An elderly American gentleman is fatally mugged in a Paris park. The story stops, of course, if it’s only a mugging; thankfully it isn’t. The gent, a sort of ex-officio diplomat for the U.S., evidently also had a covert side to his private life. His widow (an enchanting creation who virtually takes over the book) has curiously little to say about the death and would seem as happy to let it remain a mugging.

His old friends join the widow in Paris, and all of them confront a team of detectives, Alex Grismolet and his Lithuanian assistant, an earnest sort not yet at home in either French or English. (The pair will presumably be heard from again.)

Fuller has a nice way with mystification and with characterization, especially in this case with what we might call “the transients.” It’s a promising debut, and next time Grismolet may be better served by a plot not quite so heavily contrived.

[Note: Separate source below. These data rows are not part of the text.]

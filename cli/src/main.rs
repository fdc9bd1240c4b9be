use clap::Parser;

#[tokio::main]
async fn main() -> anyhow::Result<()> {
    marag_cli::Cli::parse().run().await
}
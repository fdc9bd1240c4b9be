//! Command line front end for marag.

mod app;
mod cli;
mod config;
mod repl;

pub use cli::Cli;
pub use config::{EmbeddingBackend, EmbeddingsConfig, MaragConfig};
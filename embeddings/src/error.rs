//! Error types for the embeddings system.

use thiserror::Error;

/// Result type alias for embedding operations.
pub type Result<T> = std::result::Result<T, EmbeddingError>;

/// Errors that can occur in the embeddings system.
#[derive(Error, Debug)]
pub enum EmbeddingError {
    /// Provider not configured.
    #[error("embedding provider not configured")]
    ProviderNotConfigured,

    /// API request failed.
    #[error("API request failed: {0}")]
    ApiRequest(String),

    /// Invalid response from provider.
    #[error("invalid response: {0}")]
    InvalidResponse(String),

    /// Rate limit exceeded.
    #[error("rate limit exceeded, retry after {retry_after_secs}s")]
    RateLimited { retry_after_secs: u64 },

    /// Dimension mismatch.
    #[error("dimension mismatch: expected {expected}, got {actual}")]
    DimensionMismatch { expected: usize, actual: usize },

    /// Lookup of an unknown index entry.
    #[error("entry not found: {0}")]
    EntryNotFound(String),

    /// Serialization error.
    #[error("serialization error: {0}")]
    Serialization(#[from] serde_json::Error),

    /// HTTP error.
    #[error("http error: {0}")]
    Http(#[from] reqwest::Error),
}
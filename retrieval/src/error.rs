//! Error types for the retrieval pipeline.

use thiserror::Error;

/// Result type alias for retrieval operations.
pub type Result<T> = std::result::Result<T, RetrievalError>;

/// Errors that can occur in the retrieval pipeline.
#[derive(Error, Debug)]
pub enum RetrievalError {
    /// Embedding error.
    #[error("embedding error: {0}")]
    Embedding(#[from] marag_embeddings::EmbeddingError),

    /// No persisted index exists for the corpus.
    #[error("index not found for corpus '{0}'")]
    IndexNotFound(String),

    /// Corpus identifier is not a plain directory name.
    #[error("invalid corpus id: {0:?}")]
    InvalidCorpusId(String),

    /// Persisted index exists but cannot be used.
    #[error("corrupt index for corpus '{corpus_id}': {reason}")]
    CorruptIndex { corpus_id: String, reason: String },

    /// Document type the indexer cannot read.
    #[error("unsupported document: {0}")]
    UnsupportedDocument(String),

    /// Rerank service error.
    #[error("rerank error: {0}")]
    Rerank(String),

    /// Query rewriting error.
    #[error("query expansion error: {0}")]
    Expansion(String),

    /// HTTP error.
    #[error("http error: {0}")]
    Http(#[from] reqwest::Error),

    /// Serialization error.
    #[error("serialization error: {0}")]
    Serialization(#[from] serde_json::Error),

    /// IO error.
    #[error("io error: {0}")]
    Io(#[from] std::io::Error),
}
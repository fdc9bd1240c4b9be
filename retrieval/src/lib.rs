//! # Retrieval
//!
//! Hybrid document retrieval over indexed corpora:
//!
//! - **Indexing**: markdown-aware splitting and embedding of documents into
//!   per-corpus artifacts on disk
//! - **Hybrid search**: BM25 and vector similarity fused by weighted sum
//! - **Query expansion**: paraphrases searched separately and unioned
//! - **Reranking**: cross-encoder scoring of the fused candidates
//! - **Reordering**: strongest candidates placed at both ends of the context
//!
//! ## Architecture
//!
//! ```text
//! query ─► QueryExpander ─► HybridRetriever (per variant) ─► Reranker ─► reorder
//!                                  ▲
//!                              IndexCache ◄── FsIndexLoader ◄── {base}/{corpus}/
//! ```
//!
//! ## Usage
//!
//! ```rust,ignore
//! use marag_retrieval::{AdvancedQueryPipeline, FsIndexLoader, IndexCache};
//!
//! let loader = FsIndexLoader::new(base_dir, provider, RetrieverConfig::default());
//! let cache = Arc::new(IndexCache::new(Arc::new(loader)));
//! let pipeline = AdvancedQueryPipeline::new(cache);
//!
//! let results = pipeline.search("annual-report", "What was the revenue?").await?;
//! ```

pub mod cache;
pub mod config;
pub mod corpus;
pub mod error;
pub mod expansion;
pub mod hybrid;
pub mod indexer;
pub mod lexical;
pub mod pipeline;
pub mod reorder;
pub mod rerank;
pub mod splitter;

pub use cache::{FsIndexLoader, IndexCache, IndexLoader};
pub use config::{ExpansionConfig, RerankConfig, RetrieverConfig, StorageConfig};
pub use corpus::{Chunk, CorpusArtifacts};
pub use error::{Result, RetrievalError};
pub use expansion::{QueryExpander, QueryRewriter};
pub use hybrid::{HybridRetriever, RetrievedCandidate, fuse};
pub use indexer::{CorpusIndexer, IndexReport};
pub use lexical::{Bm25Index, LexicalHit};
pub use pipeline::AdvancedQueryPipeline;
pub use reorder::reorder_for_context;
pub use rerank::{CrossEncoder, HttpCrossEncoder, Reranker, ScoredCandidate};
pub use splitter::MarkdownSplitter;
//! `config.toml` loading.

use std::path::{Path, PathBuf};

use anyhow::Context;
use marag_agent::{AgentConfig, LlmConfig, WebSearchConfig};
use marag_retrieval::{ExpansionConfig, RerankConfig, RetrieverConfig, StorageConfig};
use serde::{Deserialize, Serialize};
use tracing::debug;

/// Where corpus embeddings come from.
#[derive(Debug, Clone, Copy, PartialEq, Eq, Default, Serialize, Deserialize)]
#[serde(rename_all = "snake_case")]
pub enum EmbeddingBackend {
    /// An OpenAI-compatible `/embeddings` endpoint.
    #[default]
    OpenAi,
    /// Offline feature hashing; needs no server.
    Hashing,
}

#[derive(Debug, Clone, Serialize, Deserialize)]
#[serde(default)]
pub struct EmbeddingsConfig {
    pub backend: EmbeddingBackend,
    pub base_url: String,
    pub model: String,
    pub api_key: Option<String>,

    /// Embeddings kept in memory for repeated texts.
    pub cache_entries: usize,
}

impl Default for EmbeddingsConfig {
    fn default() -> Self {
        Self {
            backend: EmbeddingBackend::default(),
            base_url: "https://api.openai.com/v1".to_string(),
            model: "text-embedding-3-small".to_string(),
            api_key: None,
            cache_entries: 10_000,
        }
    }
}

/// Settings for every component, one table each.
#[derive(Debug, Clone, Default, Serialize, Deserialize)]
#[serde(default)]
pub struct MaragConfig {
    pub llm: LlmConfig,
    pub agent: AgentConfig,
    pub web_search: WebSearchConfig,
    pub embeddings: EmbeddingsConfig,
    pub retriever: RetrieverConfig,
    pub expansion: ExpansionConfig,
    pub rerank: RerankConfig,
    pub storage: StorageConfig,
}

impl MaragConfig {
    /// `$CONFIG_DIR/marag/config.toml`.
    pub fn default_path() -> Option<PathBuf> {
        dirs::config_dir().map(|dir| dir.join("marag").join("config.toml"))
    }

    /// Load `path`, or the default path when `None`. An explicit path must
    /// exist; a missing default file yields the defaults. Environment
    /// overrides are applied afterwards.
    pub fn load(path: Option<&Path>) -> anyhow::Result<Self> {
        let mut config = match path {
            Some(path) => Self::from_file(path)?,
            None => match Self::default_path() {
                Some(path) if path.exists() => Self::from_file(&path)?,
                _ => Self::default(),
            },
        };
        config.apply_env(|key| std::env::var(key).ok());
        Ok(config)
    }

    pub fn from_file(path: &Path) -> anyhow::Result<Self> {
        let contents = std::fs::read_to_string(path)
            .with_context(|| format!("failed to read config file {}", path.display()))?;
        let config = toml::from_str(&contents)
            .with_context(|| format!("failed to parse config file {}", path.display()))?;
        debug!(path = %path.display(), "Loaded config");
        Ok(config)
    }

    /// Fill API keys from `OPENAI_API_KEY` and `TAVILY_API_KEY`. Keys set in
    /// the file take precedence.
    pub fn apply_env(&mut self, lookup: impl Fn(&str) -> Option<String>) {
        if let Some(key) = lookup("OPENAI_API_KEY") {
            self.llm.api_key.get_or_insert_with(|| key.clone());
            self.embeddings.api_key.get_or_insert(key);
        }
        if let Some(key) = lookup("TAVILY_API_KEY") {
            self.web_search.api_key.get_or_insert(key);
        }
    }
}

#[cfg(test)]
mod tests {
    use super::*;
    use pretty_assertions::assert_eq;
    use tempfile::TempDir;

    #[test]
    fn test_partial_file_keeps_defaults() {
        let dir = TempDir::new().unwrap();
        let path = dir.path().join("config.toml");
        std::fs::write(
            &path,
            r#"
[llm]
model = "local-model"

[agent]
max_iterations = 4

[embeddings]
backend = "hashing"

[storage]
base_dir = "/tmp/marag"
"#,
        )
        .unwrap();

        let config = MaragConfig::from_file(&path).unwrap();
        assert_eq!(config.llm.model, "local-model");
        assert_eq!(config.llm.base_url, "http://localhost:8003/v1");
        assert_eq!(config.agent.max_iterations, 4);
        assert_eq!(config.agent.min_confident_rating, 3);
        assert_eq!(config.embeddings.backend, EmbeddingBackend::Hashing);
        assert_eq!(config.storage.base_dir, PathBuf::from("/tmp/marag"));
        assert_eq!(config.storage.chunk_size, 500);
        assert_eq!(config.rerank.top_n, 5);
    }

    #[test]
    fn test_missing_explicit_file_is_an_error() {
        let dir = TempDir::new().unwrap();
        assert!(MaragConfig::load(Some(&dir.path().join("absent.toml"))).is_err());
    }

    #[test]
    fn test_env_overrides_fill_missing_keys() {
        let mut config = MaragConfig::default();
        config.llm.api_key = Some("from-file".to_string());
        config.apply_env(|key| match key {
            "OPENAI_API_KEY" => Some("sk-env".to_string()),
            "TAVILY_API_KEY" => Some("tvly-env".to_string()),
            _ => None,
        });

        assert_eq!(config.llm.api_key.as_deref(), Some("from-file"));
        assert_eq!(config.embeddings.api_key.as_deref(), Some("sk-env"));
        assert_eq!(config.web_search.api_key.as_deref(), Some("tvly-env"));
    }
}
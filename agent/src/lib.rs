//! # Agent
//!
//! Multi-agent question answering over web search and indexed corpora:
//!
//! - **Planner**: breaks the question into ordered, non-overlapping steps
//! - **Plan executor**: defines and runs one task per step, within an
//!   iteration ceiling
//! - **Single task executor**: ReAct research, note extraction, answer
//! - **Summarizer**: combines the step answers into the final answer
//!
//! ## Architecture
//!
//! ```text
//! question ─► Planner ─► PlanExecutor ─► Summarizer ─► RunReport
//!                          │   ▲
//!              TaskDefiner ┘   └ SingleTaskExecutor ─► ResearchAgent ─► tools
//! ```
//!
//! ## Usage
//!
//! ```rust,ignore
//! use marag_agent::{LlmConfig, OpenAiChatClient, Orchestrator};
//!
//! let config = LlmConfig::default();
//! let llm = Arc::new(OpenAiChatClient::new(&config)?);
//! let orchestrator = Orchestrator::builder(llm, config)
//!     .with_web_search(WebSearchConfig::default())
//!     .with_corpus_search(pipeline)
//!     .build();
//!
//! let report = orchestrator.ask("What is the capital of France?").await?;
//! println!("{}", report.summary.answer);
//! ```

pub mod config;
pub mod error;
pub mod executor;
pub mod llm;
pub mod orchestrator;
pub mod plan_executor;
pub mod planner;
pub mod prompts;
pub mod research;
pub mod rewriter;
pub mod state;
pub mod summarizer;
pub mod task_definer;
pub mod tools;

pub use config::{AgentConfig, LlmConfig, WebSearchConfig};
pub use error::{AgentError, LlmError, Result, ToolError};
pub use executor::{SingleTaskExecutor, TaskExecutor};
pub use llm::{LlmClient, LlmRequest, OpenAiChatClient, complete_json};
pub use orchestrator::{Node, Orchestrator, OrchestratorBuilder, OrchestratorEvent, RunReport, Stage};
pub use plan_executor::{Phase, PlanExecutor, PlanRun};
pub use planner::{Plan, Planner};
pub use research::{ITERATION_LIMIT_MESSAGE, ResearchAgent};
pub use rewriter::LlmQueryRewriter;
pub use state::{
    FinalSummary, NO_RELATED_INFORMATION, NoteSet, PlanExecutionState, StepAnswer, StepKind,
    StepTask,
};
pub use summarizer::{INSUFFICIENT_DECOMPOSITION, Summarizer};
pub use task_definer::{LlmTaskDefiner, TaskDefiner};
pub use tools::{CorpusSearchTool, Tool, ToolInput, ToolRegistry, WebSearchTool};
//! Builds the runtime components from configuration.

use std::sync::Arc;

use marag_agent::{LlmClient, LlmQueryRewriter, OpenAiChatClient, Orchestrator, OrchestratorEvent};
use marag_embeddings::{
    CachedProvider, EmbeddingCache, EmbeddingProvider, HashingProvider, OpenAIProvider,
};
use marag_retrieval::{
    AdvancedQueryPipeline, CorpusIndexer, FsIndexLoader, IndexCache, QueryExpander, Reranker,
};
use tokio::sync::mpsc;
use tracing::warn;

use crate::config::{EmbeddingBackend, MaragConfig};

pub(crate) fn llm_client(config: &MaragConfig) -> anyhow::Result<Arc<dyn LlmClient>> {
    Ok(Arc::new(OpenAiChatClient::new(&config.llm)?))
}

pub(crate) fn embedding_provider(config: &MaragConfig) -> Arc<dyn EmbeddingProvider> {
    let embeddings = &config.embeddings;
    let provider: Arc<dyn EmbeddingProvider> = match embeddings.backend {
        EmbeddingBackend::OpenAi => {
            let mut provider = OpenAIProvider::new()
                .with_base_url(embeddings.base_url.clone())
                .with_model(embeddings.model.clone());
            if let Some(key) = &embeddings.api_key {
                provider = provider.with_api_key(key.clone());
            }
            Arc::new(provider)
        }
        EmbeddingBackend::Hashing => Arc::new(HashingProvider::new()),
    };
    Arc::new(CachedProvider::new(
        provider,
        EmbeddingCache::new(embeddings.cache_entries),
    ))
}

pub(crate) fn indexer(config: &MaragConfig) -> CorpusIndexer {
    CorpusIndexer::new(embedding_provider(config), config.storage.clone())
}

/// One cache over the corpora in the storage directory, shared by every
/// pipeline built for a run.
pub(crate) fn index_cache(config: &MaragConfig) -> Arc<IndexCache> {
    let loader = FsIndexLoader::new(
        &config.storage.base_dir,
        embedding_provider(config),
        config.retriever.clone(),
    );
    Arc::new(IndexCache::new(Arc::new(loader)))
}

/// The cross-encoder stage, if a rerank endpoint is configured.
pub(crate) fn reranker(config: &MaragConfig) -> Option<Reranker> {
    let reranker = Reranker::from_config(&config.rerank);
    if reranker.is_none() {
        warn!("Reranking is off: no rerank endpoint configured, results keep fusion order");
    }
    reranker
}

/// Hybrid retrieval, optional reranking and reordering without query
/// expansion. The research agent already rephrases its own queries.
pub(crate) fn corpus_pipeline(
    cache: Arc<IndexCache>,
    reranker: Option<Reranker>,
) -> AdvancedQueryPipeline {
    let mut pipeline = AdvancedQueryPipeline::new(cache);
    if let Some(reranker) = reranker {
        pipeline = pipeline.with_reranker(reranker);
    }
    pipeline
}

/// The corpus pipeline plus LLM query expansion, for direct searches.
pub(crate) fn query_pipeline(
    config: &MaragConfig,
    cache: Arc<IndexCache>,
    reranker: Option<Reranker>,
    llm: Arc<dyn LlmClient>,
) -> AdvancedQueryPipeline {
    let pipeline = corpus_pipeline(cache, reranker);
    if !config.expansion.enabled {
        return pipeline;
    }
    let rewriter = LlmQueryRewriter::new(llm, config.llm.clone());
    pipeline.with_expander(QueryExpander::new(
        Arc::new(rewriter),
        config.expansion.clone(),
    ))
}

pub(crate) fn orchestrator(
    config: &MaragConfig,
    events: mpsc::UnboundedSender<OrchestratorEvent>,
) -> anyhow::Result<Orchestrator> {
    let llm = llm_client(config)?;
    let pipeline = corpus_pipeline(index_cache(config), reranker(config));

    Ok(Orchestrator::builder(llm, config.llm.clone())
        .with_config(config.agent.clone())
        .with_web_search(config.web_search.clone())
        .with_corpus_search(Arc::new(pipeline))
        .with_events(events)
        .build())
}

Robert B. Parker’s Double Deuce (Putnam: $19.95; 224 pp.) is the same slick, fast mixture as before, long on food and crisp talk among Spenser, his lethal accomplice, Hawk, and their ladies. But this time the caper is unusually interesting and important.

Hawk has been hired to free a battered housing project (called Double Deuce for its street address, a 22) from its terrifying domination by a street gang. Hawk reverses the usual procedure by hiring Spenser (at no pay) to help. The struggle is largely a war of nerves, and Parker’s insights into gang psychology are well researched, sensitive and saddening. The context is popular entertainment, but Parker does not trivialize the situation.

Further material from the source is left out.